ShreevatsaR 2010-07-14 17:54:39

@ShreevatsaR Of course, everyone has their own definition of 'meaningful.' The standard representations of numbers in a computer (float, double, etc) are not closed, and metrics are maps to R anyways. It just bothers me a little that so many answers talk about limits when we don't really have a good definition for 'limit' in terms of numbers a computer understands. Your examples are correct, of course, but not terribly useful. Once we reach the limits of our accuracy, why make assumptions about what happens past that when a more robust explanation exists?

Larry Wang 2010-07-14 18:58:43

A simple example: f(x)=0 for x<=2^100, 1 for x>=2^100+2^-100, and a straight line in between. We know the limit as x goes to 2^100+2^-101 exists, but anyone whose precision is not fine enough may think the limit does not exist, and of course, you can construct an example for any precision. Better to avoid dealing with limits in situations like the original question when you have a choice.

Larry Wang 2010-07-14 19:03:58

@Kaestur: One can argue that math in the real domain is an anaylitic continuation of math in the integer of IEEE floating point domain, and that one can therefore use results derived from real (or even complex after we extend again) domain in integer arithmetic. 0/0 is fundamentally undefined, so it would be bad practice to assign it some usable value in the CPU.

dmckee 2010-07-15 01:19:13

@dmckee: It depends on the specific result. To use your example, if you were to tell someone that in the reals, exponential was a bounded function and sine unbounded, do you think they would accept the result because you say "it works in C, and R is part of C?" Some results may still hold, and 0/0 being undefined certainly does, but that doesn't mean the same proofs will all work.

Larry Wang 2010-07-15 02:04:45

Answer 11

+2 A:

The structure of modern math is set by mathematicians who think in terms of axioms. Having additional axioms that aren't productive and don't really allow one to do more stuff is against the ideal of having clear math.

Christian 2010-07-13 11:17:46

Answer 12

A:

why not make an exception for this case?

Because:

as others said, it's not that easy;)
there's no application for defining 0/0 - adding exception would complicate mathematics for no gains.

el.pescado 2010-07-13 11:35:36

Answer 13

A:

As Andrzej Doyle said:

Anything dived by zero is infinity. 0/0 is also infinity. You can't get 0/0 = 1. That's the basic principle of maths. That's how the whole world goes round. But you can sure edit a program to say "0/0 is not possible" or "Cannot divide by zero" as they say in cell phones.

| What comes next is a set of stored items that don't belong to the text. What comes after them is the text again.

//! World ↔ voxel affine transform.
//!
//! A [`GridTransform`] maps continuous world coordinates onto the grid's
//! `[0, R)` voxel lattice along every axis. Voxels are addressed by a
//! flattened hash `x + R * (y + R * z)`.

use vivarium_core::VoxelHash;

use crate::edge::EdgeBehavior;
use crate::error::SpaceError;
use crate::lattice::Lattice;

/// Affine mapping between world space and voxel space.
///
/// `scale` is the largest per-axis world→voxel factor. One world unit
/// never spans more than `scale` voxels along any axis, which is what lets
/// a radius query convert its world radius into a conservative voxel
/// radius.
#[derive(Clone, Copy, Debug, PartialEq)]
pub struct GridTransform<L: Lattice> {
    to_voxel: L::Affine,
    to_world: L::Affine,
    scale: f32,
    min: [f32; 3],
    max: [f32; 3],
    extent: [f32; 3],
    resolution: u32,
    edge: EdgeBehavior,
}

impl<L: Lattice> GridTransform<L> {
    /// Build the transform that makes `resolution` voxels span exactly
    /// `[min, max]` along every axis.
    pub fn from_bounds(
        min: L::Point,
        max: L::Point,
        resolution: u32,
        edge: EdgeBehavior,
    ) -> Result<Self, SpaceError> {
        if resolution == 0 {
            return Err(SpaceError::InvalidResolution {
                resolution,
                ndim: L::NDIM,
            });
        }
        let lo = L::to_axes(min);
        let hi = L::to_axes(max);
        let mut extent = [0.0f32; 3];
        let mut factors = [1.0f32; 3];
        let mut translate = [0.0f32; 3];
        let mut scale = 0.0f32;
        for axis in 0..L::NDIM {
            if !lo[axis].is_finite() || !hi[axis].is_finite() {
                return Err(SpaceError::InvalidBounds {
                    reason: format!("axis {axis} bounds must be finite"),
                });
            }
            extent[axis] = hi[axis] - lo[axis];
            if extent[axis] <= 0.0 {
                return Err(SpaceError::InvalidBounds {
                    reason: format!(
                        "axis {axis} is empty: min {} >= max {}",
                        lo[axis], hi[axis]
                    ),
                });
            }
            factors[axis] = resolution as f32 / extent[axis];
            translate[axis] = -lo[axis];
            scale = scale.max(factors[axis]);
        }

        let to_voxel = L::scale_translate(L::from_axes(factors), L::from_axes(translate));
        let to_world = L::invert(&to_voxel);
        Ok(Self {
            to_voxel,
            to_world,
            scale,
            min: lo,
            max: hi,
            extent,
            resolution,
            edge,
        })
    }

    /// World → voxel matrix.
    pub fn to_voxel(&self) -> &L::Affine {
        &self.to_voxel
    }

    /// Voxel → world matrix.
    pub fn to_world(&self) -> &L::Affine {
        &self.to_world
    }

    /// Uniform (largest per-axis) world → voxel scale factor.
    pub fn scale(&self) -> f32 {
        self.scale
    }

    /// Voxels per axis.
    pub fn resolution(&self) -> u32 {
        self.resolution
    }

    /// Boundary behavior the transform resolves coordinates with.
    pub fn edge(&self) -> EdgeBehavior {
        self.edge
    }

    /// Lower world bound.
    pub fn min(&self) -> L::Point {
        L::from_axes(self.min)
    }

    /// Upper world bound.
    pub fn max(&self) -> L::Point {
        L::from_axes(self.max)
    }

    /// World extent per axis, padded to three axes.
    pub fn extent(&self) -> [f32; 3] {
        self.extent
    }

    /// Continuous voxel-space coordinates of a world position.
    #[inline]
    pub fn grid_coords(&self, p: [f32; 3]) -> [f32; 3] {
        L::to_axes(L::apply(&self.to_voxel, L::from_axes(p)))
    }

    /// Integer voxel coordinate containing `p`.
    ///
    /// Wrapping worlds fold any finite position back into the grid.
    /// Bounded worlds reject positions outside `[min, max]`; a position on
    /// the max face belongs to the last voxel.
    pub fn voxel_of(&self, p: [f32; 3]) -> Result<[u32; 3], SpaceError> {
        if p[..L::NDIM].iter().any(|v| !v.is_finite()) {
            return Err(SpaceError::NonFinitePosition);
        }
        if self.edge == EdgeBehavior::Bounded {
            let outside = (0..L::NDIM).any(|a| p[a] < self.min[a] || p[a] > self.max[a]);
            if outside {
                return Err(SpaceError::OutOfBounds { position: p });
            }
        }

        let g = self.grid_coords(p);
        let r = self.resolution as i64;
        let mut coord = [0u32; 3];
        for axis in 0..L::NDIM {
            let cell = g[axis].floor() as i64;
            coord[axis] = match self.edge {
                EdgeBehavior::Wrap => cell.rem_euclid(r) as u32,
                EdgeBehavior::Bounded => cell.clamp(0, r - 1) as u32,
            };
        }
        Ok(coord)
    }

    /// Flatten a voxel coordinate into its hash.
    #[inline]
    pub fn hash(&self, coord: [u32; 3]) -> VoxelHash {
        let r = self.resolution;
        VoxelHash(coord[0] + r * (coord[1] + r * coord[2]))
    }

    /// Inverse of [`hash`](Self::hash).
    pub fn coord_of(&self, hash: VoxelHash) -> [u32; 3] {
        let r = self.resolution;
        let mut coord = [0u32; 3];
        let mut rest = hash.0;
        for c in coord.iter_mut().take(L::NDIM) {
            *c = rest % r;
            rest /= r;
        }
        coord
    }

    /// World position of a voxel's minimum corner.
    pub fn voxel_origin(&self, coord: [u32; 3]) -> L::Point {
        let g = [coord[0] as f32, coord[1] as f32, coord[2] as f32];
        L::apply(&self.to_world, L::from_axes(g))
    }

    /// Per-axis displacement `a - b`, taken the short way round on a torus.
    #[inline]
    pub fn delta(&self, a: [f32; 3], b: [f32; 3]) -> [f32; 3] {
        let mut d = [0.0f32; 3];
        for axis in 0..L::NDIM {
            let mut v = a[axis] - b[axis];
            if self.edge == EdgeBehavior::Wrap {
                let ext = self.extent[axis];
                v -= ext * (v / ext).round();
            }
            d[axis] = v;
        }
        d
    }

    /// Squared world distance honoring the edge behavior.
    #[inline]
    pub fn distance_sq(&self, a: [f32; 3], b: [f32; 3]) -> f32 {
        let d = self.delta(a, b);
        d[0] * d[0] + d[1] * d[1] + d[2] * d[2]
    }
}

#[cfg(test)]
mod tests {
    use super::*;
    use crate::lattice::{Planar, Volumetric};
    use glam::{Vec2, Vec3};

    fn planar(edge: EdgeBehavior) -> GridTransform<Planar> {
        GridTransform::from_bounds(Vec2::ZERO, Vec2::new(450.0, 450.0), 45, edge).unwrap()
    }

    #[test]
    fn voxel_of_interior_point() {
        let t = planar(EdgeBehavior::Wrap);
        assert_eq!(t.voxel_of([15.0, 449.0, 0.0]).unwrap(), [1, 44, 0]);
        assert_eq!(t.scale(), 0.1);
    }

    #[test]
    fn wrap_folds_outside_positions() {
        let t = planar(EdgeBehavior::Wrap);
        assert_eq!(t.voxel_of([-5.0, 455.0, 0.0]).unwrap(), [44, 0, 0]);
    }

    #[test]
    fn bounded_rejects_outside_and_keeps_max_face() {
        let t = planar(EdgeBehavior::Bounded);
        assert!(matches!(
            t.voxel_of([-0.5, 10.0, 0.0]),
            Err(SpaceError::OutOfBounds { .. })
        ));
        assert_eq!(t.voxel_of([450.0, 450.0, 0.0]).unwrap(), [44, 44, 0]);
    }

    #[test]
    fn non_finite_rejected() {
        let t = planar(EdgeBehavior::Wrap);
        assert_eq!(
            t.voxel_of([f32::NAN, 1.0, 0.0]),
            Err(SpaceError::NonFinitePosition)
        );
    }

    #[test]
    fn wrapped_distance_is_short_way_round() {
        let t = planar(EdgeBehavior::Wrap);
        let d = t.distance_sq([449.0, 10.0, 0.0], [1.0, 10.0, 0.0]);
        assert!((d - 4.0).abs() < 1e-3);

        let b = planar(EdgeBehavior::Bounded);
        let d = b.distance_sq([449.0, 10.0, 0.0], [1.0, 10.0, 0.0]);
        assert!((d - 448.0 * 448.0).abs() < 1e-1);
    }

    #[test]
    fn hash_round_trips_3d() {
        let t = GridTransform::<Volumetric>::from_bounds(
            Vec3::ZERO,
            Vec3::splat(8.0),
            8,
            EdgeBehavior::Wrap,
        )
        .unwrap();
        let coord = [3, 5, 7];
        let h = t.hash(coord);
        assert_eq!(h, VoxelHash(3 + 8 * (5 + 8 * 7)));
        assert_eq!(t.coord_of(h), coord);
    }

    #[test]
    fn scale_is_largest_axis_factor() {
        let t = GridTransform::<Planar>::from_bounds(
            Vec2::ZERO,
            Vec2::new(100.0, 50.0),
            10,
            EdgeBehavior::Wrap,
        )
        .unwrap();
        assert_eq!(t.scale(), 0.2);
    }

    #[test]
    fn voxel_origin_maps_back_to_world() {
        let t = planar(EdgeBehavior::Wrap);
        let p = t.voxel_origin([2, 3, 0]);
        assert!((p - Vec2::new(20.0, 30.0)).length() < 1e-3);
    }

    #[test]
    fn rejects_empty_axis() {
        let err = GridTransform::<Planar>::from_bounds(
            Vec2::ZERO,
            Vec2::new(10.0, 0.0),
            4,
            EdgeBehavior::Wrap,
        );
        assert!(matches!(err, Err(SpaceError::InvalidBounds { .. })));
        let err = GridTransform::<Planar>::from_bounds(Vec2::ZERO, Vec2::ONE, 0, EdgeBehavior::Wrap);
        assert!(matches!(err, Err(SpaceError::InvalidResolution { .. })));
    }
}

subanki 2010-07-13 11:43:46

It is possible to turn an indeterminate form into a determinate form using derivatives in order to evaluate the limit of an equation. See "L'Hôpital's rule" for further information.

Tony Breyal 2010-07-13 12:03:14

Answer 14

+5 A:

The problem is with the denominator. The numerator is effectively irrelevant.

10 / n
10 / 1 = 10
10 / 0.1 = 100
10 / 0.001 = 1,000
10 / 0.0001 = 10,000
Therefore: 10 / 0 = infinity (in the limit as n reaches 0)

The Pattern is that as n gets smaller, the results gets bigger. At n = 0, the result is infinity, which is a unstable or non-fixed point. You can't write infinity down as a number, because it isn't, it's a concept of an ever increasing number.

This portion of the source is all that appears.